They have a lot of beach themed stuff, so my thought was to make a little indoor dog house that looks like a beach house. Beach houses tend to be up on stilts, so you can park underneath and it won't flood. I'm going to do the framing with 2"x2". I plan to have it 2' square at the outside. I will have a floor downstairs that has a little built in food and water dish. Upstairs will be a pad for sleeping on and a little fan in the ceiling they can turn on if he's warm.

My issue is that the dog is scared of steps and while he can mount them, he's typically scared to. He'll stand at the bottom and bark till someone carries him up them. In this vain I want to build a ramp. It'll need to rise ~2' from the floor to the level of the second floor. I'm figuring all measurement based on him plus clearance. he's roughly 8" wide when his hair is grown out, so I figure the ramp will be 12" wide.

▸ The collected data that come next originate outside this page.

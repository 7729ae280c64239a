//! Configuration types for hwid-diff.

use crate::error::{HwidDiffError, Result};
use crate::matching::MatchingStrategyKind;
use crate::model::ComponentType;
use crate::reports::ReportFormat;
use crate::strategy::{StrategyRegistry, TypeStrategy};
use schemars::JsonSchema;
use serde::{Deserialize, Serialize};
use std::collections::BTreeMap;
use std::path::PathBuf;

// ============================================================================
// Unified Application Configuration
// ============================================================================

/// Application configuration, loaded from a config file and/or CLI flags.
///
/// CLI flags are layered over file values with [`AppConfig::merge`].
#[derive(Debug, Clone, Default, PartialEq, Eq, Serialize, Deserialize, JsonSchema)]
#[serde(default)]
pub struct AppConfig {
    /// How base and target components are paired
    pub matching: MatchingConfig,
    /// Output configuration (format, file, colors)
    pub output: OutputConfig,
    /// Behavior flags
    pub behavior: BehaviorConfig,
    /// Comparison-property overrides keyed by component type tag.
    ///
    /// An empty list removes the strategy, so that type is never compared.
    #[serde(skip_serializing_if = "BTreeMap::is_empty")]
    pub strategies: BTreeMap<String, Vec<String>>,
}

impl AppConfig {
    #[must_use]
    pub fn new() -> Self {
        Self::default()
    }

    pub fn builder() -> AppConfigBuilder {
        AppConfigBuilder::default()
    }

    /// Built-in strategies with the `strategies` overrides applied.
    pub fn strategy_registry(&self) -> Result<StrategyRegistry> {
        let mut registry = StrategyRegistry::default();
        for (key, properties) in &self.strategies {
            let component_type: ComponentType = key
                .parse()
                .map_err(|e| HwidDiffError::config(format!("strategies: {e}")))?;
            registry = if properties.is_empty() {
                registry.without(component_type)
            } else {
                registry.with_strategy(component_type, TypeStrategy::new(properties.iter().cloned()))
            };
        }
        Ok(registry)
    }
}

// ============================================================================
// Builder for AppConfig
// ============================================================================

/// Builder for constructing `AppConfig` with fluent API.
#[derive(Debug, Default)]
#[must_use]
pub struct AppConfigBuilder {
    config: AppConfig,
}

impl AppConfigBuilder {
    pub const fn matching(mut self, strategy: MatchingStrategyKind) -> Self {
        self.config.matching.strategy = strategy;
        self
    }

    pub const fn output_format(mut self, format: ReportFormat) -> Self {
        self.config.output.format = format;
        self
    }

    pub fn output_file(mut self, file: Option<PathBuf>) -> Self {
        self.config.output.file = file;
        self
    }

    pub const fn no_color(mut self, no_color: bool) -> Self {
        self.config.output.no_color = no_color;
        self
    }

    pub const fn fail_on_change(mut self, fail: bool) -> Self {
        self.config.behavior.fail_on_change = fail;
        self
    }

    pub const fn quiet(mut self, quiet: bool) -> Self {
        self.config.behavior.quiet = quiet;
        self
    }

    pub const fn show_dropped(mut self, show: bool) -> Self {
        self.config.behavior.show_dropped = show;
        self
    }

    /// Override the comparison properties of one type.
    pub fn strategy<I, S>(mut self, component_type: ComponentType, properties: I) -> Self
    where
        I: IntoIterator<Item = S>,
        S: Into<String>,
    {
        self.config.strategies.insert(
            component_type.tag().to_string(),
            properties.into_iter().map(Into::into).collect(),
        );
        self
    }

    #[must_use]
    pub fn build(self) -> AppConfig {
        self.config
    }
}

// ============================================================================
// Sections
// ============================================================================

/// Matching configuration.
#[derive(Debug, Clone, Default, PartialEq, Eq, Serialize, Deserialize, JsonSchema)]
#[serde(default)]
pub struct MatchingConfig {
    /// `positional` (first unclaimed same-type component) or `identity`
    pub strategy: MatchingStrategyKind,
}

/// Output configuration.
#[derive(Debug, Clone, Default, PartialEq, Eq, Serialize, Deserialize, JsonSchema)]
#[serde(default)]
pub struct OutputConfig {
    /// Report format: auto, summary, markdown, json
    pub format: ReportFormat,
    /// Output file path (stdout when absent)
    #[serde(skip_serializing_if = "Option::is_none")]
    pub file: Option<PathBuf>,
    /// Disable colored output
    pub no_color: bool,
}

/// Behavior flags.
#[derive(Debug, Clone, Default, PartialEq, Eq, Serialize, Deserialize, JsonSchema)]
#[serde(default)]
pub struct BehaviorConfig {
    /// Exit with code 1 when changes are detected
    pub fail_on_change: bool,
    /// Suppress informational logging
    pub quiet: bool,
    /// Include dropped snapshot sections in reports
    pub show_dropped: bool,
}

#[cfg(test)]
mod tests {
    use super::*;
    use crate::strategy::IdentifierStrategy;

    #[test]
    fn test_default_registry_without_overrides() {
        let registry = AppConfig::default().strategy_registry().unwrap();
        assert_eq!(registry.len(), ComponentType::ALL.len());
    }

    #[test]
    fn test_strategy_override_and_removal() {
        let config = AppConfig::builder()
            .strategy(ComponentType::Gpu, ["Name"])
            .strategy(ComponentType::Usb, Vec::<String>::new())
            .build();
        let registry = config.strategy_registry().unwrap();
        assert_eq!(
            registry
                .get(ComponentType::Gpu)
                .unwrap()
                .comparison_properties(),
            &["Name"]
        );
        assert!(registry.get(ComponentType::Usb).is_none());
    }

    #[test]
    fn test_unknown_type_key_is_config_error() {
        let mut config = AppConfig::default();
        config
            .strategies
            .insert("SOUND".to_string(), vec!["Name".to_string()]);
        assert!(matches!(
            config.strategy_registry(),
            Err(HwidDiffError::Config(_))
        ));
    }

    #[test]
    fn test_yaml_roundtrip_of_sections() {
        let yaml = "matching:\n  strategy: identity\nstrategies:\n  disk-drive: [SerialNumber]\n";
        let config: AppConfig = serde_yaml::from_str(yaml).unwrap();
        assert_eq!(config.matching.strategy, MatchingStrategyKind::Identity);
        assert_eq!(config.output, OutputConfig::default());
        assert_eq!(config.strategies["disk-drive"], vec!["SerialNumber"]);
    }
}
//! **Parse and compare hardware identifier snapshots.**
//!
//! A hardware snapshot is the plain-text report a hardware enumeration tool
//! writes for one machine: a list of sections such as `DISK DRIVE
//! INFORMATION` or `GPU INFORMATION`, each holding `Label: Value` lines.
//! `hwid-diff` turns two such snapshots into typed component lists, pairs
//! the components of each type and reports what was added, removed or
//! modified.
//!
//! ## Core Concepts & Modules
//!
//! - **[`model`]**: [`Component`], [`ComponentType`] and [`ParsedSnapshot`],
//!   including the record of sections the parser dropped.
//! - **[`strategy`]**: which properties identify and describe each component
//!   type, looked up through a [`StrategyRegistry`].
//! - **[`parsers`]**: the section splitter and [`SnapshotParser`].
//! - **[`matching`]**: pairing base and target components, positionally or
//!   by unique key.
//! - **[`diff`]**: the [`ChangeDetector`] and the comparison result types.
//! - **[`pipeline`]**: the [`Comparator`] that runs parse → match → detect,
//!   with cancellation and a fixed failure code.
//! - **[`reports`]**: summary, Markdown and JSON renderers.
//! - **[`config`]**: YAML configuration, validation and strategy overrides.
//!
//! ## Comparing two snapshots
//!
//! ```
//! use hwid_diff::{CancellationToken, ChangeType, Comparator};
//!
//! # #[tokio::main(flavor = "current_thread")]
//! # async fn main() -> hwid_diff::Result<()> {
//! let base = "DISK DRIVE INFORMATION\nSerialNumber: WD-1\nModel: WDC\n";
//! let target = "DISK DRIVE INFORMATION\nSerialNumber: WD-2\nModel: WDC\n";
//!
//! let results = Comparator::new()
//!     .compare(base, target, &CancellationToken::new())
//!     .await?;
//!
//! assert_eq!(results.len(), 1);
//! assert_eq!(results[0].change_type, ChangeType::Modified);
//! assert_eq!(results[0].changes["SerialNumber"].new_value, "WD-2");
//! # Ok(())
//! # }
//! ```
//!
//! ## Command-Line Interface (CLI)
//!
//! The `hwid-diff` binary wraps this library with `compare`, `compare-many`
//! and `inspect` subcommands; see the README.

// Lint to discourage unwrap() in production code - prefer explicit error handling
#![warn(clippy::unwrap_used)]
#![allow(clippy::missing_errors_doc, clippy::missing_panics_doc)]

pub mod cancel;
pub mod cli;
pub mod config;
pub mod diff;
pub mod error;
pub mod matching;
pub mod model;
pub mod parsers;
pub mod pipeline;
pub mod reports;
pub mod strategy;

// Re-export main types for convenience
pub use cancel::CancellationToken;
pub use config::{AppConfig, AppConfigBuilder, ConfigError, Validatable};
pub use diff::{
    ChangeDetector, ChangeType, ComparisonReport, ComparisonResult, ComparisonSummary,
    PropertyChange,
};
pub use error::{ErrorContext, HwidDiffError, Result, COMPARISON_FAILED_CODE};
pub use matching::{ComponentMatcher, ComponentPair, MatchingStrategyKind};
pub use model::{Component, ComponentType, ParsedSnapshot};
pub use parsers::{parse_snapshot, SnapshotParser};
pub use pipeline::Comparator;
pub use reports::{ReportFormat, ReportGenerator};
pub use strategy::{IdentifierStrategy, StrategyRegistry, TypeStrategy};
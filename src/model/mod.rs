//! Data model shared by the parser, matcher and change detector.
//!
//! A snapshot is parsed into [`Component`]s, each tagged with a closed
//! [`ComponentType`]. Sections that cannot become components are kept as
//! [`DroppedSection`]s on the [`ParsedSnapshot`] instead of failing the parse.

mod component;
mod snapshot;

pub use component::*;
pub use snapshot::*;
//! JSON report generator.

use super::{ReportConfig, ReportError, ReportFormat, ReportGenerator};
use crate::diff::{ComparisonReport, ComparisonResult, ComparisonSummary, SkippedPair};
use crate::model::{Component, ParsedSnapshot, SnapshotInfo};
use crate::pipeline::MultiComparison;
use chrono::Utc;
use serde::Serialize;

/// JSON report generator
pub struct JsonReporter {
    pretty: bool,
}

impl JsonReporter {
    #[must_use]
    pub const fn new() -> Self {
        Self { pretty: true }
    }

    /// Set pretty printing
    #[must_use]
    pub const fn pretty(mut self, pretty: bool) -> Self {
        self.pretty = pretty;
        self
    }

    fn render<T: Serialize>(&self, value: &T) -> Result<String, ReportError> {
        let json = if self.pretty {
            serde_json::to_string_pretty(value)?
        } else {
            serde_json::to_string(value)?
        };
        Ok(json)
    }
}

impl Default for JsonReporter {
    fn default() -> Self {
        Self::new()
    }
}

#[derive(Serialize)]
struct ToolInfo {
    name: &'static str,
    version: &'static str,
}

#[derive(Serialize)]
struct JsonReportMetadata {
    tool: ToolInfo,
    generated_at: String,
}

impl JsonReportMetadata {
    fn now() -> Self {
        Self {
            tool: ToolInfo {
                name: env!("CARGO_PKG_NAME"),
                version: env!("CARGO_PKG_VERSION"),
            },
            generated_at: Utc::now().to_rfc3339(),
        }
    }
}

#[derive(Serialize)]
struct JsonComparisonReport<'a> {
    metadata: JsonReportMetadata,
    base: &'a SnapshotInfo,
    target: &'a SnapshotInfo,
    matcher: &'a str,
    identical: bool,
    summary: &'a ComparisonSummary,
    #[serde(skip_serializing_if = "Option::is_none")]
    results: Option<&'a [ComparisonResult]>,
    #[serde(skip_serializing_if = "no_skipped")]
    skipped: &'a [SkippedPair],
}

fn no_skipped(skipped: &&[SkippedPair]) -> bool {
    skipped.is_empty()
}

#[derive(Serialize)]
struct JsonSnapshotReport<'a> {
    metadata: JsonReportMetadata,
    snapshot: &'a SnapshotInfo,
    counts_by_type: std::collections::BTreeMap<crate::model::ComponentType, usize>,
    #[serde(skip_serializing_if = "Option::is_none")]
    components: Option<&'a [Component]>,
}

#[derive(Serialize)]
struct JsonMultiReport<'a> {
    metadata: JsonReportMetadata,
    #[serde(flatten)]
    multi: &'a MultiComparison,
}

/// Strip the dropped-section lists unless they were asked for.
fn info_for(info: &SnapshotInfo, config: &ReportConfig) -> SnapshotInfo {
    let mut info = info.clone();
    if !config.show_dropped {
        info.dropped.clear();
    }
    info
}

impl ReportGenerator for JsonReporter {
    fn generate_comparison_report(
        &self,
        report: &ComparisonReport,
        config: &ReportConfig,
    ) -> Result<String, ReportError> {
        let (base, target) = (info_for(&report.base, config), info_for(&report.target, config));
        self.render(&JsonComparisonReport {
            metadata: JsonReportMetadata::now(),
            base: &base,
            target: &target,
            matcher: &report.matcher,
            identical: report.identical,
            summary: &report.summary,
            results: (!config.summary_only).then_some(report.results.as_slice()),
            skipped: &report.skipped,
        })
    }

    fn generate_snapshot_report(
        &self,
        snapshot: &ParsedSnapshot,
        info: &SnapshotInfo,
        config: &ReportConfig,
    ) -> Result<String, ReportError> {
        let info = info_for(info, config);
        self.render(&JsonSnapshotReport {
            metadata: JsonReportMetadata::now(),
            snapshot: &info,
            counts_by_type: snapshot.counts_by_type(),
            components: (!config.summary_only).then_some(snapshot.components.as_slice()),
        })
    }

    fn generate_multi_report(
        &self,
        multi: &MultiComparison,
        _config: &ReportConfig,
    ) -> Result<String, ReportError> {
        self.render(&JsonMultiReport {
            metadata: JsonReportMetadata::now(),
            multi,
        })
    }

    fn format(&self) -> ReportFormat {
        ReportFormat::Json
    }
}

#[cfg(test)]
mod tests {
    use super::*;
    use crate::reports::test_support::sample_report;

    #[test]
    fn test_comparison_json_shape() {
        let out = JsonReporter::new()
            .generate_comparison_report(&sample_report(), &ReportConfig::default())
            .unwrap();
        let value: serde_json::Value = serde_json::from_str(&out).unwrap();
        assert_eq!(value["metadata"]["tool"]["name"], "hwid-diff");
        assert_eq!(value["summary"]["added"], 1);
        assert_eq!(value["results"][0]["component_type"], "DISK DRIVE");
        assert_eq!(value["results"][0]["change_type"], "Modified");
        assert_eq!(
            value["results"][0]["changes"]["SerialNumber"]["old_value"],
            "WD-OLD"
        );
        assert!(value["base"].get("dropped").is_none());
    }

    #[test]
    fn test_show_dropped_includes_sections() {
        let config = ReportConfig::default().with_dropped(true);
        let out = JsonReporter::new()
            .pretty(false)
            .generate_comparison_report(&sample_report(), &config)
            .unwrap();
        let value: serde_json::Value = serde_json::from_str(&out).unwrap();
        assert_eq!(value["base"]["dropped"][0]["reason"], "unrecognized_header");
    }

    #[test]
    fn test_summary_only_omits_results() {
        let config = ReportConfig {
            summary_only: true,
            ..ReportConfig::default()
        };
        let out = JsonReporter::new()
            .generate_comparison_report(&sample_report(), &config)
            .unwrap();
        let value: serde_json::Value = serde_json::from_str(&out).unwrap();
        assert!(value.get("results").is_none());
    }
}
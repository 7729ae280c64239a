//! Snapshot text parser.
//!
//! A snapshot is the plain-text report written by the hardware enumeration
//! tool: a series of sections, each opened by a title line such as
//! `DISK DRIVE INFORMATION`, followed by `Label: Value` lines and
//! decoration.
//!
//! ## Parsing rules
//!
//! - a line is a header when it ends with `INFORMATION` or contains `NIC's`
//! - the trimmed header picks the [`ComponentType`] from a fixed table
//! - every line with a colon contributes a property (split at the first colon)
//! - sections that cannot become a component are dropped and recorded on
//!   [`ParsedSnapshot::dropped`]; they never fail the parse
//!
//! ## Usage
//!
//! ```
//! use hwid_diff::parsers::parse_snapshot;
//!
//! let text = "CPU INFORMATION\nProcessorId: BFEBFBFF000906EA\nName: i7-9700K\n";
//! let snapshot = parse_snapshot(text).unwrap();
//! assert_eq!(snapshot.components.len(), 1);
//! assert_eq!(snapshot.components[0].unique_key, "BFEBFBFF000906EA");
//! ```

mod header;
mod section;

pub use header::{header_type, is_section_header, known_headers};

use crate::cancel::CancellationToken;
use crate::error::{HwidDiffError, Result};
use crate::model::{Component, DropReason, DroppedSection, ParsedSnapshot};
use crate::strategy::{IdentifierStrategy, StrategyRegistry};
use section::{extract_properties, split_sections, RawSection};
use std::sync::Arc;

/// Parser for snapshot text.
///
/// Holds the strategy registry used to derive unique keys; cloning is cheap.
#[derive(Debug, Clone, Default)]
pub struct SnapshotParser {
    registry: Arc<StrategyRegistry>,
}

impl SnapshotParser {
    #[must_use]
    pub fn new(registry: Arc<StrategyRegistry>) -> Self {
        Self { registry }
    }

    #[must_use]
    pub fn registry(&self) -> &StrategyRegistry {
        &self.registry
    }

    /// Parse a snapshot.
    ///
    /// Fails only when `text` is empty or whitespace.
    pub fn parse(&self, text: &str) -> Result<ParsedSnapshot> {
        self.parse_inner(text, None)
    }

    /// Parse a snapshot, checking `token` between sections.
    pub fn parse_cancellable(&self, text: &str, token: &CancellationToken) -> Result<ParsedSnapshot> {
        self.parse_inner(text, Some(token))
    }

    fn parse_inner(&self, text: &str, token: Option<&CancellationToken>) -> Result<ParsedSnapshot> {
        if text.trim().is_empty() {
            return Err(HwidDiffError::empty_snapshot());
        }

        let mut snapshot = ParsedSnapshot {
            fingerprint: ParsedSnapshot::fingerprint_of(text),
            ..ParsedSnapshot::default()
        };

        for raw in split_sections(text) {
            if let Some(token) = token {
                token.check()?;
            }
            match self.build_component(&raw) {
                Ok(component) => snapshot.components.push(component),
                Err(reason) => {
                    tracing::debug!(
                        section = raw.index,
                        header = raw.title(),
                        %reason,
                        "Dropping snapshot section"
                    );
                    snapshot.dropped.push(DroppedSection {
                        index: raw.index,
                        header: raw.title().to_string(),
                        reason,
                    });
                }
            }
        }

        tracing::debug!(
            components = snapshot.components.len(),
            dropped = snapshot.dropped.len(),
            "Parsed snapshot"
        );
        Ok(snapshot)
    }

    fn build_component(&self, raw: &RawSection<'_>) -> std::result::Result<Component, DropReason> {
        let component_type = header_type(raw.title()).ok_or(DropReason::UnrecognizedHeader)?;

        let properties = extract_properties(&raw.lines);
        if properties.is_empty() {
            return Err(DropReason::NoProperties);
        }

        let strategy = self
            .registry
            .get(component_type)
            .ok_or(DropReason::MissingStrategy { component_type })?;

        let unique_key = strategy.identifier(&properties).to_string();
        if unique_key.is_empty() && strategy.fallback_identifiers(&properties).is_empty() {
            return Err(DropReason::NoIdentifier { component_type });
        }

        Ok(Component {
            component_type,
            unique_key,
            properties,
        })
    }
}

/// Parse with the built-in strategies.
pub fn parse_snapshot(text: &str) -> Result<ParsedSnapshot> {
    SnapshotParser::default().parse(text)
}

#[cfg(test)]
mod tests {
    use super::*;
    use crate::model::ComponentType;

    const DISK: &str = "\
==================================================
              DISK DRIVE INFORMATION
==================================================
Model: Samsung SSD 970 EVO 1TB
SerialNumber: S467NX0M123456
PhysicalDrive: \\\\.\\PHYSICALDRIVE0
Size: 1000202273280
";

    #[test]
    fn test_parse_disk_section() {
        let snapshot = parse_snapshot(DISK).unwrap();
        assert_eq!(snapshot.components.len(), 1);
        let disk = &snapshot.components[0];
        assert_eq!(disk.component_type, ComponentType::DiskDrive);
        assert_eq!(disk.unique_key, "S467NX0M123456");
        assert_eq!(disk.property("PhysicalDrive"), "\\\\.\\PHYSICALDRIVE0");
        assert!(snapshot.dropped.is_empty());
    }

    #[test]
    fn test_arp_maps_to_network() {
        let text = "ARP INFORMATION\nMACAddress: 00-11-22-33-44-55\n";
        let snapshot = parse_snapshot(text).unwrap();
        assert_eq!(snapshot.components[0].component_type, ComponentType::Network);
    }

    #[test]
    fn test_nic_header() {
        let text = "NIC's\nName: Intel Ethernet\nMACAddress: AA:BB:CC:DD:EE:FF\n";
        let snapshot = parse_snapshot(text).unwrap();
        let nic = &snapshot.components[0];
        assert_eq!(nic.component_type, ComponentType::Network);
        assert_eq!(nic.unique_key, "AA:BB:CC:DD:EE:FF");
    }

    #[test]
    fn test_unknown_header_dropped() {
        let text = "SOUND INFORMATION\nName: Realtek\nCPU INFORMATION\nProcessorId: X\n";
        let snapshot = parse_snapshot(text).unwrap();
        assert_eq!(snapshot.components.len(), 1);
        assert_eq!(snapshot.dropped.len(), 1);
        assert_eq!(snapshot.dropped[0].header, "SOUND INFORMATION");
        assert_eq!(snapshot.dropped[0].reason, DropReason::UnrecognizedHeader);
    }

    #[test]
    fn test_section_without_properties_dropped() {
        let text = "GPU INFORMATION\nno devices found\n";
        let snapshot = parse_snapshot(text).unwrap();
        assert!(snapshot.components.is_empty());
        assert_eq!(snapshot.dropped[0].reason, DropReason::NoProperties);
    }

    #[test]
    fn test_section_without_identifier_dropped() {
        let text = "TPM INFORMATION\nStatus: Disabled\n";
        let snapshot = parse_snapshot(text).unwrap();
        assert!(snapshot.components.is_empty());
        assert_eq!(
            snapshot.dropped[0].reason,
            DropReason::NoIdentifier {
                component_type: ComponentType::Tpm
            }
        );
    }

    #[test]
    fn test_fallback_identifier_keeps_component() {
        let text = "GPU INFORMATION\nName: NVIDIA GeForce RTX 3080\n";
        let snapshot = parse_snapshot(text).unwrap();
        assert_eq!(snapshot.components.len(), 1);
        assert_eq!(snapshot.components[0].unique_key, "");
    }

    #[test]
    fn test_missing_strategy_dropped() {
        let registry = StrategyRegistry::default().without(ComponentType::Usb);
        let parser = SnapshotParser::new(Arc::new(registry));
        let snapshot = parser.parse("USB INFORMATION\nDeviceID: USB\\VID_046D\n").unwrap();
        assert!(snapshot.components.is_empty());
        assert_eq!(
            snapshot.dropped[0].reason,
            DropReason::MissingStrategy {
                component_type: ComponentType::Usb
            }
        );
    }

    #[test]
    fn test_empty_input_fails() {
        assert!(matches!(
            parse_snapshot(""),
            Err(HwidDiffError::Parse { .. })
        ));
        assert!(matches!(
            parse_snapshot("  \n\t\n"),
            Err(HwidDiffError::Parse { .. })
        ));
    }

    #[test]
    fn test_cancelled_parse() {
        let token = CancellationToken::new();
        token.cancel();
        let result = SnapshotParser::default().parse_cancellable(DISK, &token);
        assert!(matches!(result, Err(HwidDiffError::Cancelled)));
    }

    #[test]
    fn test_multiple_components_keep_order() {
        let text = "RAM INFORMATION\nSerialNumber: A\nRAM INFORMATION\nSerialNumber: B\n";
        let snapshot = parse_snapshot(text).unwrap();
        let keys: Vec<_> = snapshot
            .components
            .iter()
            .map(|c| c.unique_key.as_str())
            .collect();
        assert_eq!(keys, vec!["A", "B"]);
    }
}
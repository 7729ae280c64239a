//! Change detection between matched components.
//!
//! The [`ChangeDetector`] takes the pairs produced by a
//! [`ComponentMatcher`](crate::matching::ComponentMatcher) and, using the
//! comparison properties of each type's strategy, emits:
//!
//! - `Added`: every comparison property with an empty old value
//! - `Removed`: every comparison property with an empty new value
//! - `Modified`: only the properties whose values differ
//!
//! Matched pairs with no differing property produce nothing.

mod detector;
mod result;

pub use detector::{ChangeDetector, Detection};
pub use result::{
    ChangeCounts, ChangeType, ComparisonReport, ComparisonResult, ComparisonSummary,
    PropertyChange, SkippedPair,
};
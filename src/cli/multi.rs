//! Compare-many command handler.
//!
//! Implements the `compare-many` subcommand: one baseline snapshot against
//! several targets.

use super::ensure_valid;
use crate::cancel::CancellationToken;
use crate::config::AppConfig;
use crate::pipeline::{
    auto_detect_format, compare_many, exit_codes, read_snapshot, should_use_color, write_output,
    Comparator, OutputTarget,
};
use crate::reports::{create_reporter_with_options, ReportConfig};
use anyhow::{bail, Context, Result};
use std::path::{Path, PathBuf};

/// Run the compare-many command (1:N comparison).
///
/// Targets are compared on the rayon pool from a blocking task so the
/// Ctrl-C handler keeps running. A target that fails to compare is
/// reported and makes the command exit with [`exit_codes::ERROR`].
pub async fn run_compare_many(
    config: &AppConfig,
    baseline_path: &Path,
    target_paths: &[PathBuf],
    token: &CancellationToken,
) -> Result<i32> {
    ensure_valid(config)?;
    if target_paths.is_empty() {
        bail!("compare-many needs at least one target snapshot");
    }
    let quiet = config.behavior.quiet;
    let comparator = Comparator::from_config(config)?;

    let baseline = read_snapshot(baseline_path, quiet)?;
    let targets = target_paths
        .iter()
        .map(|path| read_snapshot(path, quiet))
        .collect::<Result<Vec<_>>>()?;

    if !quiet {
        tracing::info!(
            "Comparing baseline {} against {} targets",
            baseline.label,
            targets.len()
        );
    }

    let worker_token = token.clone();
    let multi = tokio::task::spawn_blocking(move || {
        compare_many(&comparator, &baseline, &targets, &worker_token)
    })
    .await
    .context("Comparison worker failed")?
    .with_context(|| format!("Failed to compare against {}", baseline_path.display()))?;

    let output_target = OutputTarget::from_option(config.output.file.clone());
    let format = auto_detect_format(config.output.format, &output_target);
    let reporter = create_reporter_with_options(
        format,
        should_use_color(config.output.no_color) && output_target.is_terminal(),
    );
    let rendered = reporter
        .generate_multi_report(
            &multi,
            &ReportConfig::default().with_dropped(config.behavior.show_dropped),
        )
        .context("Failed to render multi-comparison report")?;
    write_output(&rendered, &output_target, quiet)?;

    let code = if multi.failures() > 0 {
        exit_codes::ERROR
    } else if config.behavior.fail_on_change && multi.has_changes() {
        exit_codes::CHANGES_DETECTED
    } else {
        exit_codes::SUCCESS
    };
    Ok(code)
}

#[cfg(test)]
mod tests {
    use super::*;
    use crate::reports::ReportFormat;

    #[tokio::test]
    async fn test_compare_many_writes_every_target() {
        let dir = tempfile::tempdir().unwrap();
        let write = |name: &str, text: &str| {
            let path = dir.path().join(name);
            std::fs::write(&path, text).unwrap();
            path
        };
        let baseline = write("base.txt", "TPM INFORMATION\nManufacturerId: 1\n");
        let same = write("same.txt", "TPM INFORMATION\nManufacturerId: 1\n");
        let changed = write("changed.txt", "TPM INFORMATION\nManufacturerId: 2\n");
        let out = dir.path().join("multi.json");

        let config = AppConfig::builder()
            .quiet(true)
            .fail_on_change(true)
            .output_format(ReportFormat::Json)
            .output_file(Some(out.clone()))
            .build();
        let code = run_compare_many(&config, &baseline, &[same, changed], &CancellationToken::new())
            .await
            .unwrap();
        assert_eq!(code, exit_codes::CHANGES_DETECTED);

        let json: serde_json::Value =
            serde_json::from_str(&std::fs::read_to_string(out).unwrap()).unwrap();
        assert_eq!(json["targets"].as_array().unwrap().len(), 2);
        assert_eq!(json["targets"][1]["label"], "changed.txt");
    }

    #[tokio::test]
    async fn test_no_targets_is_error() {
        let result = run_compare_many(
            &AppConfig::default(),
            Path::new("base.txt"),
            &[],
            &CancellationToken::new(),
        )
        .await;
        assert!(result.is_err());
    }
}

I plan to attach safety rails and I've figured them out already. I'm also going to add grip tape to the ramp. I think it'll give solid traction and make it look like a boardwalk. My current plan is to use the some triple-ply plywood as the ramp. I figured I could use a flat hinge at each point where bends. That way, instead of trying to get the angles perfect, it'll just go where it needs. I thought to support it, I could cut a 6" piece of the 2"x2" and drill a hole through it's center and the vertical leg. Then run a bolt through to the other side to secure it. The platforms at the top bottom and corner would rest on these.

I would permanently attach these to the dog house, but my fear is that this is going to be almost 3' wide exactly. Most exterior doors are 3' and at best it'll probably scrape the door or the house. If the ramp was only on one side, it wouldn't be an issue, but due to his small stature and the rise, I think I need to use two sides to give the ramp a gentler rise. I'm also not in love with the way I want to attach it, since it will look bad. I could possibly use an L-bracket, but I don't want it to stand out and I think removing the screws too often would bore the holes out over time. I will be painting the frame, probably white, so I could cover something like that.

I just haven't had anything hit me. Do you guys know of a good way to make this ramp and have it detachable? Thanks.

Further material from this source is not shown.